A soft sound breaks the silence. Prowl half-turns, spotting Sideswipe. The twin's plating is covered in a thin layer of dust. He must’ve been on patrol, perhaps switching with one of the Wreckers in order to be here.

He and Sideswipe trade a glance, but no words are exchanged. Behind where Sideswipe appeared, Prowl notices one of the humans. Lennox. He's watching Sunstreaker and Sideswipe and Prowl, too. There's something in his eyes. Sympathy perhaps.

He says nothing, but he locks gazes briefly with Prowl before turning and walking away. For once, none of the busy humans around the warehouse are watching. They are all scurrying around with their busy little lives, paying no attention to the tragedy mere feet away.

It's enough to make Prowl's tanks roil.

Sideswipe, obviously, is only here for his twin. He wastes no time in approaching his brother and lightly resting a hand on Sunstreaker's shoulder. His twin gives no sign that he's noticed Sideswipe. Save for the bare shift in his energy field. An invitation to share his pain.

--Prime to Prowl.--

The sudden comm shatters Prowl's thoughts. He jerks to his pedes and whirls away, if only to hide the expression of distaste on his face. Could there be any worse timing?

--Prowl here.--

--Captain Manus informs me that Sunstreaker hasn’t shown for his shift. He isn’t responding to my comms either,-- Prime replies with no preamble.

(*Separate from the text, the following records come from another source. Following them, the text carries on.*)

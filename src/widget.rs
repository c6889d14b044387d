//! Search widget
//!
//! Composes the coordinator, debouncer, visibility state and lookup worker behind
//! the operations a host calls. The host loop calls `tick` regularly: it fires the
//! debounced search once its quiet period has passed and drains worker responses.
//!
//! Teardown (explicit or on drop) cancels the pending search, detaches the
//! outside-click listener, clears the cache and stops the worker.

use std::sync::mpsc::{self, Receiver, RecvTimeoutError, TryRecvError};
use std::thread::JoinHandle;
use std::time::{Duration, Instant};

use crossterm::event::Event;
use ratatui::layout::Rect;
use serde_json::Value;
use tokio_util::sync::CancellationToken;

use crate::ResultSet;
use crate::config::SearchConfig;
use crate::coordinator::{Completion, Fetch, FetchCoordinator};
use crate::debouncer::SearchDebouncer;
use crate::dispatch::ActionDispatcher;
use crate::error::SearchError;
use crate::lookup::Lookup;
use crate::visibility::{ClickRegistry, ClickSubscription, VisibilityState};
use crate::worker::{self, LookupResponse};

pub struct SearchWidget {
    config: SearchConfig,
    coordinator: FetchCoordinator,
    debouncer: SearchDebouncer,
    visibility: VisibilityState,
    dispatcher: ActionDispatcher,
    /// Result set currently displayed (not the cache)
    results: ResultSet,
    /// Request started by the search path, whose results get displayed
    search_request_id: Option<u64>,
    response_rx: Receiver<LookupResponse>,
    shutdown: CancellationToken,
    worker: Option<JoinHandle<()>>,
    subscription: Option<ClickSubscription>,
    clock: Instant,
    torn_down: bool,
}

impl SearchWidget {
    /// Build a widget and start its lookup worker
    pub fn new(
        config: SearchConfig,
        lookup: Lookup,
        dispatcher: ActionDispatcher,
    ) -> Result<Self, SearchError> {
        let (request_tx, request_rx) = tokio::sync::mpsc::unbounded_channel();
        let (response_tx, response_rx) = mpsc::channel();
        let shutdown = CancellationToken::new();

        let worker = worker::spawn_worker(lookup, request_rx, response_tx, shutdown.clone())?;

        let mut coordinator = FetchCoordinator::new(config.min_query_length);
        coordinator.set_channel(request_tx);

        log::debug!(
            "Search widget created (min_query_length={}, debounce_rate={}ms)",
            config.min_query_length,
            config.debounce_rate
        );

        Ok(Self {
            debouncer: SearchDebouncer::new(config.debounce_rate),
            config,
            coordinator,
            visibility: VisibilityState::new(),
            dispatcher,
            results: Vec::new(),
            search_request_id: None,
            response_rx,
            shutdown,
            worker: Some(worker),
            subscription: None,
            clock: Instant::now(),
            torn_down: false,
        })
    }

    /// Milliseconds since the widget was created
    pub fn now_ms(&self) -> u64 {
        self.clock.elapsed().as_millis() as u64
    }

    pub fn config(&self) -> &SearchConfig {
        &self.config
    }

    // ---------------------------------------------------------------------
    // Lifecycle
    // ---------------------------------------------------------------------

    /// Attach to the host. Registers for outside clicks when enabled; a second
    /// mount without an unmount keeps the existing registration.
    pub fn mount(&mut self, registry: &ClickRegistry) {
        if self.torn_down || !self.config.clear_on_outside_click {
            return;
        }
        if self.subscription.is_some() {
            log::debug!("Widget already mounted, keeping existing click listener");
            return;
        }
        self.subscription = Some(self.visibility.observe(registry));
    }

    pub fn unmount(&mut self) {
        self.subscription = None;
    }

    pub fn is_mounted(&self) -> bool {
        self.subscription.is_some()
    }

    /// Release everything the widget holds. Safe to call more than once.
    pub fn teardown(&mut self) {
        if self.torn_down {
            return;
        }
        self.torn_down = true;

        self.debouncer.cancel();
        self.subscription = None;
        self.remove_all_from_cache();
        self.coordinator.disconnect();
        self.shutdown.cancel();
        if let Some(worker) = self.worker.take()
            && worker.join().is_err()
        {
            log::error!("Lookup worker panicked during teardown");
        }
        log::debug!("Search widget torn down");
    }

    pub fn is_torn_down(&self) -> bool {
        self.torn_down
    }

    // ---------------------------------------------------------------------
    // Search path
    // ---------------------------------------------------------------------

    /// Trigger entry for a raw host input event
    pub fn handle_search_event(&mut self, event: &Event, query: &str) {
        log::trace!("Search event {:?}", event);
        self.search(query);
    }

    /// Schedule a debounced search for `query`
    pub fn search(&mut self, query: &str) {
        let now = self.now_ms();
        self.search_at(query, now);
    }

    pub fn search_at(&mut self, query: &str, now_ms: u64) {
        if self.torn_down {
            return;
        }
        self.debouncer.schedule_at(query, now_ms);
        // A zero quiet period dispatches right away through the same path
        self.run_due_search(now_ms);
    }

    /// Fire a due search and apply finished lookups
    pub fn tick(&mut self) -> Vec<Completion> {
        let now = self.now_ms();
        self.tick_at(now)
    }

    pub fn tick_at(&mut self, now_ms: u64) -> Vec<Completion> {
        if self.torn_down {
            return Vec::new();
        }
        self.run_due_search(now_ms);
        self.poll()
    }

    fn run_due_search(&mut self, now_ms: u64) {
        let Some(query) = self.debouncer.take_ready_at(now_ms) else {
            return;
        };

        match self.fetch(&query) {
            Ok(Fetch::Ready(results)) => {
                self.search_request_id = None;
                self.set_results(results);
            }
            Ok(Fetch::Pending { request_id }) => {
                self.search_request_id = Some(request_id);
            }
            Err(e) => {
                // A running lookup for an earlier query must not repopulate the list
                self.search_request_id = None;
                log::debug!("Search for {:?} rejected: {}", query, e);
            }
        }
    }

    fn set_results(&mut self, results: ResultSet) {
        self.dispatcher.results_changed(&results);
        self.results = results;
    }

    // ---------------------------------------------------------------------
    // Coordinator operations
    // ---------------------------------------------------------------------

    /// Resolve a query from cache or start a remote lookup
    pub fn fetch(&mut self, query: &str) -> Result<Fetch, SearchError> {
        if self.torn_down && self.coordinator.is_eligible(query) {
            return Err(SearchError::WorkerUnavailable);
        }
        self.coordinator.fetch(query, &mut self.dispatcher)
    }

    /// Drain worker responses without blocking
    pub fn poll(&mut self) -> Vec<Completion> {
        let mut completions = Vec::new();
        loop {
            match self.response_rx.try_recv() {
                Ok(response) => completions.push(self.apply(response)),
                Err(TryRecvError::Empty) | Err(TryRecvError::Disconnected) => break,
            }
        }
        completions
    }

    /// Block until one worker response arrives or the timeout passes
    pub fn wait_for_response(&mut self, timeout: Duration) -> Option<Completion> {
        match self.response_rx.recv_timeout(timeout) {
            Ok(response) => Some(self.apply(response)),
            Err(RecvTimeoutError::Timeout) | Err(RecvTimeoutError::Disconnected) => None,
        }
    }

    /// Block until the latest lookup has completed, or the timeout passes
    pub fn block_until_idle(&mut self, timeout: Duration) -> Vec<Completion> {
        let deadline = Instant::now() + timeout;
        let mut completions = Vec::new();
        while self.coordinator.has_in_flight_request() {
            let remaining = deadline.saturating_duration_since(Instant::now());
            if remaining.is_zero() {
                log::warn!("Timed out waiting for lookup to finish");
                break;
            }
            match self.wait_for_response(remaining) {
                Some(completion) => completions.push(completion),
                None => break,
            }
        }
        completions
    }

    fn apply(&mut self, response: LookupResponse) -> Completion {
        let completion = self.coordinator.complete(response, &mut self.dispatcher);
        if let Completion::Applied {
            request_id,
            results,
            ..
        } = &completion
            && self.search_request_id == Some(*request_id)
        {
            self.search_request_id = None;
            self.set_results(results.clone());
        }
        completion
    }

    /// Empty the displayed result set; the cache is untouched
    pub fn clear_results(&mut self) {
        self.search_request_id = None;
        self.results.clear();
        self.dispatcher.results_changed(&self.results);
    }

    pub fn remove_from_cache(&mut self, query: &str) {
        self.coordinator.remove_from_cache(query);
    }

    pub fn remove_all_from_cache(&mut self) {
        self.coordinator.remove_all_from_cache();
    }

    // ---------------------------------------------------------------------
    // Visibility / selection
    // ---------------------------------------------------------------------

    /// Primary interaction with the widget
    pub fn activate(&mut self) {
        self.visibility.activate();
    }

    /// Forward a chosen result to the host
    pub fn select_result(&mut self, item: &Value) {
        self.dispatcher.result_selected(item);
    }

    pub fn set_bounds(&mut self, bounds: Rect) {
        self.visibility.set_bounds(bounds);
    }

    pub fn bounds(&self) -> Rect {
        self.visibility.bounds()
    }

    pub fn contains(&self, column: u16, row: u16) -> bool {
        self.visibility.contains(column, row)
    }

    // ---------------------------------------------------------------------
    // State accessors
    // ---------------------------------------------------------------------

    pub fn results(&self) -> &ResultSet {
        &self.results
    }

    pub fn is_loading(&self) -> bool {
        self.coordinator.is_loading()
    }

    pub fn is_visible(&self) -> bool {
        self.visibility.is_visible()
    }

    pub fn has_pending_search(&self) -> bool {
        self.debouncer.has_pending()
    }

    pub fn cached(&self, query: &str) -> Option<&ResultSet> {
        self.coordinator.cached(query)
    }
}

impl Drop for SearchWidget {
    fn drop(&mut self) {
        self.teardown();
    }
}

#[cfg(test)]
#[path = "widget_tests.rs"]
mod widget_tests;
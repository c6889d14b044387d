//! Terminal reference host
//!
//! Embeds a `SearchWidget` in a ratatui screen: an input line feeding the
//! debounced search, a results list shown while the widget is active, and mouse
//! clicks routed through a `ClickRegistry` for outside-click dismissal.

mod app_events;
mod app_render;
mod app_state;

#[cfg(test)]
mod test_support;


#[cfg(test)]
mod app_render_tests;

pub use app_render::item_label;
pub use app_state::App;
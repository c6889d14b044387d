//! Rendering tests against a test backend

use serde_json::json;

use super::app_render::item_label;
use super::app_state::App;
use super::test_support::*;
use crate::config::SearchConfig;
use crate::lookup::{Lookup, LookupError};
use crate::ResultSet;

#[test]
fn test_initial_render_shows_input_and_help() {
    let mut app = test_app();
    let output = render_to_string(&mut app, 50, 10);

    assert!(output.contains("Search"));
    assert!(output.contains("Type to search..."));
    assert!(output.contains("Enter select"));
    assert!(!output.contains("Results"));
}

#[test]
fn test_render_uses_configured_placeholder() {
    let config = SearchConfig {
        placeholder: Some("Find a pet".to_string()),
        ..test_config()
    };
    let mut app = App::new(config, catalog_lookup()).unwrap();
    let output = render_to_string(&mut app, 50, 10);

    assert!(output.contains("Find a pet"));
}

#[test]
fn test_render_lists_results() {
    let mut app = test_app();
    type_str(&mut app, "cat");
    settle(&mut app);
    let output = render_to_string(&mut app, 50, 12);

    assert!(output.contains("Results (3)"));
    assert!(output.contains("> Catalog"));
    assert!(output.contains("Category"));
    assert!(output.contains("Caterpillar"));
}

#[test]
fn test_render_hides_dismissed_results() {
    let mut app = test_app();
    type_str(&mut app, "cat");
    settle(&mut app);
    render_to_string(&mut app, 50, 12);

    click(&mut app, 5, 10);
    let output = render_to_string(&mut app, 50, 12);

    assert!(!output.contains("Results"));
    assert!(!output.contains("Catalog"));
}

#[test]
fn test_render_shows_loading_title() {
    let lookup = Lookup::custom(|_q: String| std::future::pending::<Result<ResultSet, LookupError>>());
    let mut app = App::new(test_config(), lookup).unwrap();
    type_str(&mut app, "cat");

    let output = render_to_string(&mut app, 50, 10);
    assert!(output.contains("Searching…"));
}

#[test]
fn test_render_shows_status_line() {
    let mut app = test_app();
    type_str(&mut app, "error");
    settle(&mut app);
    let output = render_to_string(&mut app, 50, 10);

    assert!(output.contains("catalog offline"));
    assert!(!output.contains("Enter select"));
}

#[test]
fn test_render_labels_objects_by_result_key() {
    let lookup = Lookup::custom(|_q: String| async move {
        Ok::<_, LookupError>(vec![
            json!({"name": "Catalog", "id": 7}),
            json!({"name": "Category", "id": 8}),
        ])
    });
    let config = SearchConfig {
        result_key: Some("name".to_string()),
        ..test_config()
    };
    let mut app = App::new(config, lookup).unwrap();
    type_str(&mut app, "cat");
    settle(&mut app);
    let output = render_to_string(&mut app, 50, 12);

    assert!(output.contains("Catalog"));
    assert!(!output.contains("\"id\""));
}

#[test]
fn test_render_records_widget_bounds() {
    let mut app = test_app();
    type_str(&mut app, "cat");
    settle(&mut app);
    render_to_string(&mut app, 50, 12);

    let bounds = app.widget.bounds();
    assert_eq!((bounds.x, bounds.y, bounds.width), (0, 0, 50));
    // Three-row input plus three items inside borders
    assert_eq!(bounds.height, 8);
}

#[test]
fn test_item_label_strings_and_keys() {
    assert_eq!(item_label(&json!("Catalog"), None), "Catalog");
    assert_eq!(item_label(&json!(42), None), "42");
    assert_eq!(
        item_label(&json!({"name": "Catalog"}), Some("name")),
        "Catalog"
    );
    assert_eq!(item_label(&json!({"name": 3}), Some("name")), "3");
}

#[test]
fn test_item_label_falls_back_to_whole_item() {
    assert_eq!(
        item_label(&json!({"title": "Catalog"}), Some("name")),
        r#"{"title":"Catalog"}"#
    );
    assert_eq!(item_label(&json!("Catalog"), Some("name")), "Catalog");
}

Prowl shutters his optics. He cycles several ventilations if only to keep himself calm.

--There are extenuating circumstances, Optimus.--

A moment of silence passes before understanding colors Prime's transmission.

--Hound?--

Prowl fights to control himself at the complete and utter nonchalance in that name.

--Yes.--

But it’s clipped. Brittle.

--My condolences.--

There's something not-quite-right in the flat way Prime offers his sympathies, as though the matter is far removed from him. As though losing one of his Autobots is simply a piece of data to be absorbed and cataloged.

There once was a time that everyone believed Prowl to be so sparkless. And yet, he is now experiencing it from the famously soft-sparked Optimus. The incongruity is startling.

--I will arrange for someone else to cover Sunstreaker's shift,-- Prowl replies because he doesn't know how else to respond.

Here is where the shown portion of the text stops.